The leveraging and subsequent deleveraging cycle in the US household sector had a significant impact on the performance of economic activity in the years around the Great Recession of 2007-09. A growing body of theoretical and empirical studies has therefore focused on explaining to what extent and through which channels the excessive buildup of debt and the deleveraging phase might have contributed to depressing economic activity and consumption growth.

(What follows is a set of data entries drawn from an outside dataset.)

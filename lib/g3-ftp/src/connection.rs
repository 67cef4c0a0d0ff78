/*
 * SPDX-License-Identifier: Apache-2.0
 * Copyright 2023-2025 ByteDance and/or its affiliates.
 */

use std::io;
use std::net::{IpAddr, SocketAddr};

use async_trait::async_trait;
use tokio::io::{AsyncRead, AsyncWrite};
use tokio::net::{TcpSocket, TcpStream};

/// The hook to open the connections used by a ftp session.
#[async_trait]
pub trait FtpConnectionProvider<T: AsyncRead + AsyncWrite> {
    /// Open the control connection to `server`, which is in host:port form.
    async fn new_control_connection(&mut self, server: &str) -> io::Result<T>;

    /// Open a data connection to `port`.
    ///
    /// `ip` is None if the data connection should go to the same host as the
    /// control connection.
    async fn new_data_connection(&mut self, ip: Option<IpAddr>, port: u16) -> io::Result<T>;
}

#[derive(Default)]
pub struct TcpConnectionProvider {
    bind_ip: Option<IpAddr>,
    remote_addr: Option<SocketAddr>,
}

impl TcpConnectionProvider {
    pub fn set_bind_ip(&mut self, ip: IpAddr) {
        self.bind_ip = Some(ip);
    }

    pub fn remote_addr(&self) -> Option<SocketAddr> {
        self.remote_addr
    }

    fn new_socket_to(&self, peer_ip: IpAddr) -> io::Result<TcpSocket> {
        let socket = match peer_ip {
            IpAddr::V4(_) => TcpSocket::new_v4()?,
            IpAddr::V6(_) => TcpSocket::new_v6()?,
        };
        if let Some(ip) = self.bind_ip {
            socket.bind(SocketAddr::new(ip, 0))?;
        }
        Ok(socket)
    }
}

#[async_trait]
impl FtpConnectionProvider<TcpStream> for TcpConnectionProvider {
    async fn new_control_connection(&mut self, server: &str) -> io::Result<TcpStream> {
        let mut err = io::Error::new(io::ErrorKind::AddrNotAvailable, "no addr resolved");
        for addr in tokio::net::lookup_host(server).await? {
            let socket = self.new_socket_to(addr.ip())?;
            match socket.connect(addr).await {
                Ok(stream) => {
                    self.remote_addr = Some(addr);
                    return Ok(stream);
                }
                Err(e) => err = e,
            }
        }

        Err(err)
    }

    async fn new_data_connection(&mut self, ip: Option<IpAddr>, port: u16) -> io::Result<TcpStream> {
        let ip = match ip.or(self.remote_addr.map(|addr| addr.ip())) {
            Some(ip) => ip,
            None => {
                return Err(io::Error::new(
                    io::ErrorKind::AddrNotAvailable,
                    "no resolved server addr found",
                ));
            }
        };
        let socket = self.new_socket_to(ip)?;
        socket.connect(SocketAddr::new(ip, port)).await
    }
}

They use panel regression techniques applied to a novel data set with prototype estimates of personal consumption expenditures at the state-level for the 51 US states (including the District of Columbia) over the period from 1999Q1 to 2012Q4. They include the main determinants as used in traditional consumption functions, but add in debt and its misalignment from equilibrium. They conclude that excessive indebtedness of US households and the balance-sheet adjustment that followed have had a meaningful negative impact on consumption growth over and beyond the traditional effects from wealth and income around the time of the Great Recession and the early years of the recovery. The effect is mostly driven by the states with particularly large imbalances in their household
sector. This might be indicative of non-linearities, whereby indebtedness begins to bite only when there is a sizable misalignment from the debt level dictated by economic fundamentals. They show that some states experienced significant deleveraging and a fall in household wealth.

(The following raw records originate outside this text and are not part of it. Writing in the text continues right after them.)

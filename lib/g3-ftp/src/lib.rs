/*
 * SPDX-License-Identifier: Apache-2.0
 * Copyright 2025 ByteDance and/or its affiliates.
 */

mod client;
mod config;
mod connection;
mod control;
mod debug;
mod entry;
mod error;
mod feature;
mod io_ext;
mod transfer;
mod walker;

pub use client::{FtpClient, TcpFtpClient};
pub use config::{FtpClientConfig, FtpControlConfig, FtpTransferConfig};
pub use connection::{FtpConnectionProvider, TcpConnectionProvider};
pub use control::FtpCommand;
pub use debug::{FTP_DEBUG_LOG_LEVEL, FTP_DEBUG_LOG_TARGET};
pub use entry::{FtpEntry, FtpEntryType, parse_facts_line, parse_list_line};
pub use error::{
    FtpCommandError, FtpConnectError, FtpEntryParseError, FtpLineDataReadError,
    FtpRawResponseError, FtpReplyError, FtpReplyKind, FtpTransferSetupError,
};
pub use feature::FtpServerFeature;
pub use transfer::{FtpLineDataReceiver, FtpTransferStream, FtpTransferType};
pub use walker::FtpWalker;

They argue that the nature of the indebtedness determines the ultimate impact of debt on consumption. The drag on US consumption growth from the adjustments in household debt appears to be driven by a group of states where debt imbalances in the household sector were the greatest. This suggests that the adverse effects of debt on consumption might be felt in a non-linear fashion and only
when misalignments of household debt leverage away from sustainable levels – as justfied by economic fundamentals – become excessive. Against the background of the ongoing recovery in the United States, where the deleveraging process appears to be already over at the national level, one might expect house-hold debt to support consumption growth going forward as long as the increase in debt does not lead to a widening of the debt gap.
Note that Bank of Canada staff working papers provide a forum for staff to publish work-in-progress research independently from the Bank’s Governing Council. This research may support or challenge prevailing policy orthodoxy. Therefore, the views expressed in this paper are solely those of the authors and may differ from official Bank of Canada views. No responsibility for them should be attributed to the Bank of Canada, the European Central Bank or the Eurosystem.